Ask for uncluttered slides. If you cannot grasp the broad picture of a slide immediately then it is too complex.
The minimum point size for legible writing is 30!
This looks far too big in a document and a little big on a computer screen, but it’s only just big enough when being read on a fuzzy projector from the back of the room.
Clean typefaces (Arial) read better than fancy ones (Monotype Corsiva).
Be ruthless in cutting down detail.
If your slides are a series of headings to prompt you to speak, then print them out and use them as notes to speak from, because that is what they are.
Go back to the drawing board for something more interesting or challenging than bullet points.
Interpreting the slide is your job as a presenter. If the slide can be read and understood entirely without your help, then it is too complex and belongs in a takeaway or handout document.
Additionally, your PowerPoint Slide Show should not be the same as your takeaway document; they both perform different functions.
The takeaway needs written interpretation of data and graphics, the Slide Show should allow you the presenter to do the interpretation.
Basic tips for running a Slide Show
To go to the beginning of the Slide Show, push the “Home“ key.
To go to the end of the Slide Show, push the “End“ key.
Push the “B” key and the screen will go blank. Push it again to return the screen to normal.
Push the “W” key and the screen will go white. A prompt for all these keystrokes and more will appear if you push the “F1” key.
Using a clicker (a remote control for PowerPoint) will allow you the freedom to use all of your presenting area if you wish as it frees you from being near your computer.
Every clicker will have the forwards, back and blank button.
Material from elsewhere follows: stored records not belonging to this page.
//! The counter demo: a tool set whose shape follows a single integer.
//!
//! | count | tools |
//! |---|---|
//! | any | `increment`, `get_count`, `"<count>"` (decrements) |
//! | > 1 | `bigger_than_one` with child `activated_when_parent_mounts` |

use std::sync::{Arc, OnceLock};

use schemars::JsonSchema;
use serde::Deserialize;
use tooltree_reconciler::{Dispatcher, Store};
use tooltree_types::{
    CapabilityNode, Handler, SchemaError, Snapshot, ToolSchema, parse_args, text_result,
};

#[derive(Debug, Deserialize, JsonSchema)]
#[allow(dead_code)]
struct IncrementArgs {
    /// Any number; the counter always steps by one.
    a: f64,
}

/// Handlers and schemas are built once and shared by every render so that
/// the only registry churn comes from names appearing and disappearing.
struct Handlers {
    increment_schema: ToolSchema,
    increment: OnceLock<Handler>,
    decrement: OnceLock<Handler>,
    get_count: OnceLock<Handler>,
}

pub fn store() -> Result<Arc<Store<i64>>, SchemaError> {
    let handlers = Handlers {
        increment_schema: ToolSchema::of::<IncrementArgs>()?,
        increment: OnceLock::new(),
        decrement: OnceLock::new(),
        get_count: OnceLock::new(),
    };
    Ok(Store::new(0, move |count, dispatch| {
        render(*count, dispatch, &handlers)
    }))
}

fn render(count: i64, dispatch: &Dispatcher<i64>, handlers: &Handlers) -> Snapshot {
    let increment = handlers
        .increment
        .get_or_init(|| step_handler(dispatch.clone(), 1, true))
        .clone();
    let decrement = handlers
        .decrement
        .get_or_init(|| step_handler(dispatch.clone(), -1, false))
        .clone();
    let get_count = handlers
        .get_count
        .get_or_init(|| {
            let dispatch = dispatch.clone();
            Handler::new(move |_| {
                let count = dispatch.read(|c| *c).unwrap_or_default();
                Ok(text_result(count.to_string()))
            })
        })
        .clone();

    let mut roots = vec![
        CapabilityNode::new("increment", handlers.increment_schema.clone(), increment)
            .describe("Increment the counter"),
        CapabilityNode::new(count.to_string(), ToolSchema::empty(), decrement.clone())
            .describe("Decrement the counter"),
        CapabilityNode::new("get_count", ToolSchema::empty(), get_count)
            .describe("Read the counter"),
    ];
    if count > 1 {
        roots.push(
            CapabilityNode::new("bigger_than_one", ToolSchema::empty(), decrement.clone())
                .with_child(CapabilityNode::new(
                    "activated_when_parent_mounts",
                    ToolSchema::empty(),
                    decrement,
                )),
        );
    }
    Snapshot::new(roots)
}

fn step_handler(dispatch: Dispatcher<i64>, delta: i64, validate: bool) -> Handler {
    Handler::new(move |args| {
        if validate {
            parse_args::<IncrementArgs>(args)?;
        }
        let mut after = 0;
        dispatch.update(|c| {
            *c += delta;
            after = *c;
        });
        Ok(text_result(after.to_string()))
    })
}

#[cfg(test)]
mod tests {
    use super::*;
    use serde_json::json;
    use tooltree_types::{CallToolResult, ToolError, text_of};

    fn names(snapshot: &Snapshot) -> Vec<String> {
        snapshot.walk().iter().map(|n| n.name().to_string()).collect()
    }

    fn call(snapshot: &Snapshot, name: &str, args: serde_json::Value) -> Result<CallToolResult, ToolError> {
        let walk = snapshot.walk();
        let node = walk.iter().find(|n| n.name() == name).expect("tool present");
        node.handler().call(args)
    }

    #[test]
    fn initial_tree() {
        let store = store().unwrap();
        assert_eq!(names(&store.current()), ["increment", "0", "get_count"]);
    }

    #[test]
    fn increment_renames_count_tool_and_mounts_subtree() {
        let store = store().unwrap();
        let out = call(&store.current(), "increment", json!({"a": 3})).unwrap();
        assert_eq!(text_of(&out), "1");
        assert_eq!(names(&store.current()), ["increment", "1", "get_count"]);

        call(&store.current(), "increment", json!({"a": 0})).unwrap();
        assert_eq!(
            names(&store.current()),
            ["increment", "2", "get_count", "bigger_than_one", "activated_when_parent_mounts"]
        );
    }

    #[test]
    fn count_tool_decrements() {
        let store = store().unwrap();
        store.update(|c| *c = 2);
        let out = call(&store.current(), "activated_when_parent_mounts", json!({})).unwrap();
        assert_eq!(text_of(&out), "1");
        assert_eq!(names(&store.current()), ["increment", "1", "get_count"]);
        let out = call(&store.current(), "get_count", json!({})).unwrap();
        assert_eq!(text_of(&out), "1");
    }

    #[test]
    fn increment_rejects_bad_arguments() {
        let store = store().unwrap();
        let err = call(&store.current(), "increment", json!({"a": "three"})).unwrap_err();
        assert!(matches!(err, ToolError::InvalidArguments(_)));
        assert_eq!(store.read(|c| *c), 0);
    }

    #[test]
    fn increment_schema_requires_a() {
        let store = store().unwrap();
        let current = store.current();
        let schema = current.roots()[0].schema().as_object();
        assert_eq!(schema["required"], json!(["a"]));
        assert_eq!(schema["properties"]["a"]["type"], "number");
    }

    #[test]
    fn handlers_survive_renames() {
        let store = store().unwrap();
        let before = store.current().roots()[1].handler().clone();
        store.update(|c| *c = 5);
        assert!(store.current().roots()[1].handler().same_as(&before));
    }
}
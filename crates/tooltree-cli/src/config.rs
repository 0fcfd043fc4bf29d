//! Server configuration – reads/writes `~/.tooltree/config.toml`.

use serde::{Deserialize, Serialize};
use std::fs;
use std::path::{Path, PathBuf};
use std::time::Duration;

use tooltree_reconciler::{ConnectFailurePolicy, DisconnectPolicy, SchedulerConfig};

/// Persisted server configuration stored in `~/.tooltree/config.toml`.
#[derive(Debug, Clone, PartialEq, Serialize, Deserialize)]
pub struct Config {
    /// Name reported in the `initialize` response.
    #[serde(default = "default_server_name")]
    pub server_name: String,

    #[serde(default = "default_server_version")]
    pub server_version: String,

    /// How long to wait for the client's `initialize` request.
    #[serde(default = "default_connect_timeout_ms")]
    pub connect_timeout_ms: u64,

    #[serde(default)]
    pub on_disconnect: DisconnectPolicy,

    #[serde(default)]
    pub on_connect_failure: ConnectFailurePolicy,

    /// Close the server on a registration invariant violation.  Defaults to
    /// on in debug builds and off in release builds.
    #[serde(default, skip_serializing_if = "Option::is_none")]
    pub strict_invariants: Option<bool>,
}

fn default_server_name() -> String {
    "tooltree".to_string()
}
fn default_server_version() -> String {
    env!("CARGO_PKG_VERSION").to_string()
}
fn default_connect_timeout_ms() -> u64 {
    10_000
}

impl Default for Config {
    fn default() -> Self {
        Self {
            server_name: default_server_name(),
            server_version: default_server_version(),
            connect_timeout_ms: default_connect_timeout_ms(),
            on_disconnect: DisconnectPolicy::default(),
            on_connect_failure: ConnectFailurePolicy::default(),
            strict_invariants: None,
        }
    }
}

impl Config {
    pub fn scheduler_config(&self) -> SchedulerConfig {
        let defaults = SchedulerConfig::default();
        SchedulerConfig {
            connect_timeout: Duration::from_millis(self.connect_timeout_ms),
            on_disconnect: self.on_disconnect,
            on_connect_failure: self.on_connect_failure,
            strict_invariants: self.strict_invariants.unwrap_or(defaults.strict_invariants),
        }
    }
}

/// Return the path to `~/.tooltree/config.toml`.
pub fn config_path() -> PathBuf {
    config_path_for_home(
        &std::env::var("HOME")
            .or_else(|_| std::env::var("USERPROFILE"))
            .unwrap_or_else(|_| ".".to_string()),
    )
}

pub(crate) fn config_path_for_home(home: &str) -> PathBuf {
    PathBuf::from(home).join(".tooltree").join("config.toml")
}

/// Load the config from disk.  Returns `None` if the file does not exist.
pub fn load() -> Result<Option<Config>, String> {
    load_from(&config_path())
}

pub(crate) fn load_from(path: &Path) -> Result<Option<Config>, String> {
    if !path.exists() {
        return Ok(None);
    }
    let raw = fs::read_to_string(path)
        .map_err(|e| format!("Failed to read config at {}: {}", path.display(), e))?;
    let cfg: Config =
        toml::from_str(&raw).map_err(|e| format!("Failed to parse config: {}", e))?;
    Ok(Some(cfg))
}

/// Apply `TOOLTREE_*` environment variable overrides to `cfg`.
///
/// | Variable | Config field |
/// |---|---|
/// | `TOOLTREE_SERVER_NAME` | `server_name` |
/// | `TOOLTREE_CONNECT_TIMEOUT_MS` | `connect_timeout_ms` |
/// | `TOOLTREE_ON_DISCONNECT` | `on_disconnect` (`await_reconnect` or `terminate`) |
///
/// Unparseable values are ignored.
pub fn apply_env_overrides(cfg: &mut Config) {
    if let Ok(v) = std::env::var("TOOLTREE_SERVER_NAME") {
        cfg.server_name = v;
    }
    if let Ok(v) = std::env::var("TOOLTREE_CONNECT_TIMEOUT_MS")
        && let Ok(ms) = v.parse::<u64>()
    {
        cfg.connect_timeout_ms = ms;
    }
    if let Ok(v) = std::env::var("TOOLTREE_ON_DISCONNECT")
        && let Some(policy) = parse_disconnect_policy(&v)
    {
        cfg.on_disconnect = policy;
    }
}

fn parse_disconnect_policy(raw: &str) -> Option<DisconnectPolicy> {
    match raw.trim() {
        "await_reconnect" => Some(DisconnectPolicy::AwaitReconnect),
        "terminate" => Some(DisconnectPolicy::Terminate),
        _ => None,
    }
}

/// Save the config to disk, creating `~/.tooltree/` if necessary.
pub fn save(cfg: &Config) -> Result<(), String> {
    save_to(cfg, &config_path())
}

pub(crate) fn save_to(cfg: &Config, path: &Path) -> Result<(), String> {
    if let Some(parent) = path.parent() {
        fs::create_dir_all(parent)
            .map_err(|e| format!("Failed to create config directory: {}", e))?;
    }
    let raw = toml::to_string_pretty(cfg)
        .map_err(|e| format!("Failed to serialize config: {}", e))?;
    fs::write(path, raw)
        .map_err(|e| format!("Failed to write config at {}: {}", path.display(), e))
}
Navigation through a Slide Show
Typing the number of a slide, say “14“, followed by the return key will take you directly to that slide. This enables you to navigate by jumping backwards or forwards through your presentation.
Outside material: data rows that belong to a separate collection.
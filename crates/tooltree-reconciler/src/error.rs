//! Reconciler error types.

use std::fmt;
use std::time::Duration;

use thiserror::Error;
use tooltree_registry::RegistryError;

use crate::scheduler::SchedulerState;

/// Which sink call a pass was making when it failed.
#[derive(Debug, Clone, Copy, PartialEq, Eq)]
pub enum SinkCall {
    Register,
    Unregister,
}

impl fmt::Display for SinkCall {
    fn fmt(&self, f: &mut fmt::Formatter<'_>) -> fmt::Result {
        match self {
            SinkCall::Register => write!(f, "register"),
            SinkCall::Unregister => write!(f, "unregister"),
        }
    }
}

/// Failure of a single reconciliation pass.
///
/// The registration record always reflects the sink calls that succeeded
/// before the failure.
#[derive(Error, Debug, Clone, PartialEq, Eq)]
pub enum ReconcileError {
    /// The snapshot declares the same name twice (at any depth).
    #[error("tool '{name}' is declared more than once in the snapshot")]
    DuplicateDeclaration { name: String },

    /// A register call was about to be issued for a name that still has a
    /// live handle.  Indicates a diff bug.
    #[error("tool '{name}' already has a live registration")]
    DuplicateRegistration { name: String },

    /// The sink became unreachable mid-pass.
    #[error("transport disconnected during {call} of '{name}'")]
    TransportDisconnected { name: String, call: SinkCall },

    #[error("registry rejected {call} of '{name}': {source}")]
    Registry {
        name: String,
        call: SinkCall,
        #[source]
        source: RegistryError,
    },
}

impl ReconcileError {
    pub(crate) fn from_registry(name: &str, call: SinkCall, err: RegistryError) -> Self {
        match err {
            RegistryError::DuplicateName(name) => ReconcileError::DuplicateRegistration { name },
            RegistryError::Disconnected => ReconcileError::TransportDisconnected {
                name: name.to_string(),
                call,
            },
            source => ReconcileError::Registry {
                name: name.to_string(),
                call,
                source,
            },
        }
    }
}

/// Errors surfaced by the [`CommitScheduler`][crate::CommitScheduler].
#[derive(Error, Debug, Clone, PartialEq, Eq)]
pub enum SchedulerError {
    /// The scheduler is closing or closed; the snapshot was rejected.
    #[error("scheduler is closed")]
    Closed,

    #[error("cannot move from {from:?} to {to:?}")]
    InvalidTransition {
        from: SchedulerState,
        to: SchedulerState,
    },

    #[error("transport handshake timed out after {0:?}")]
    ConnectTimeout(Duration),

    #[error("transport handshake failed: {0}")]
    ConnectFailed(String),

    /// The registry disconnected while the handshake was still pending.
    #[error("connection attempt abandoned")]
    ConnectAbandoned,

    #[error(transparent)]
    Reconcile(#[from] ReconcileError),
}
You can, for instance, skip over a slide or skip to any slide in the presentation, if you know its number.
You can create a Slide Show with multiple endings. (This might be useful, for example, where you are taking part in an interactive audience presentation where your conclusion or final slide is determined by the outcome of the discussions in the room).
The benefit of this feature is that you can expand or contract your Slide Show to fit the circumstances.
For example, 12 slides for a simple presentation followed by an end slide, numbered 13.
This can then be followed by 6 more slides and another end slide.
This means that you can change your mind as you get to slide number 12, type in “14” followed by the return key thereby skipping the first end slide number 13 and nobody is any the wiser.
This method of navigating also works well when you want to add additional slides to a PowerPoint presentation to address questions you know the audience are likely to ask during a question and answer session.
All you have to do is make a note of the numbers and keep this with your notes.
Then, when a question is asked you type in the number of the relevant slide followed by the return key and you look very slick indeed.
Nevertheless, be mindful to keep the number of slides that you use overall to a minimum.
This will ensure you are less likely to make a mistake moving backwards and forwards within the presentation.
Knowing the number of your end slide means you can skip to the end slide of your presentation at any time.
The “Esc“ key will take you out of your Slide Show or out of any multimedia segment.
This is particularly useful if you are playing a five-minute audio-visual sequence that you want to skip, or if you somehow find yourself repeating that sequence (it can happen) and you don’t want to sit through it all again!
A final word
Always remember you are more important than the Slide Show.
No matter how good the show, in the end, it is always you they buy.
If this weren’t true we would just send people a copy of our wonderful Slide Show and wait for them to call.
You make a presentation, the Slide Show backs you up.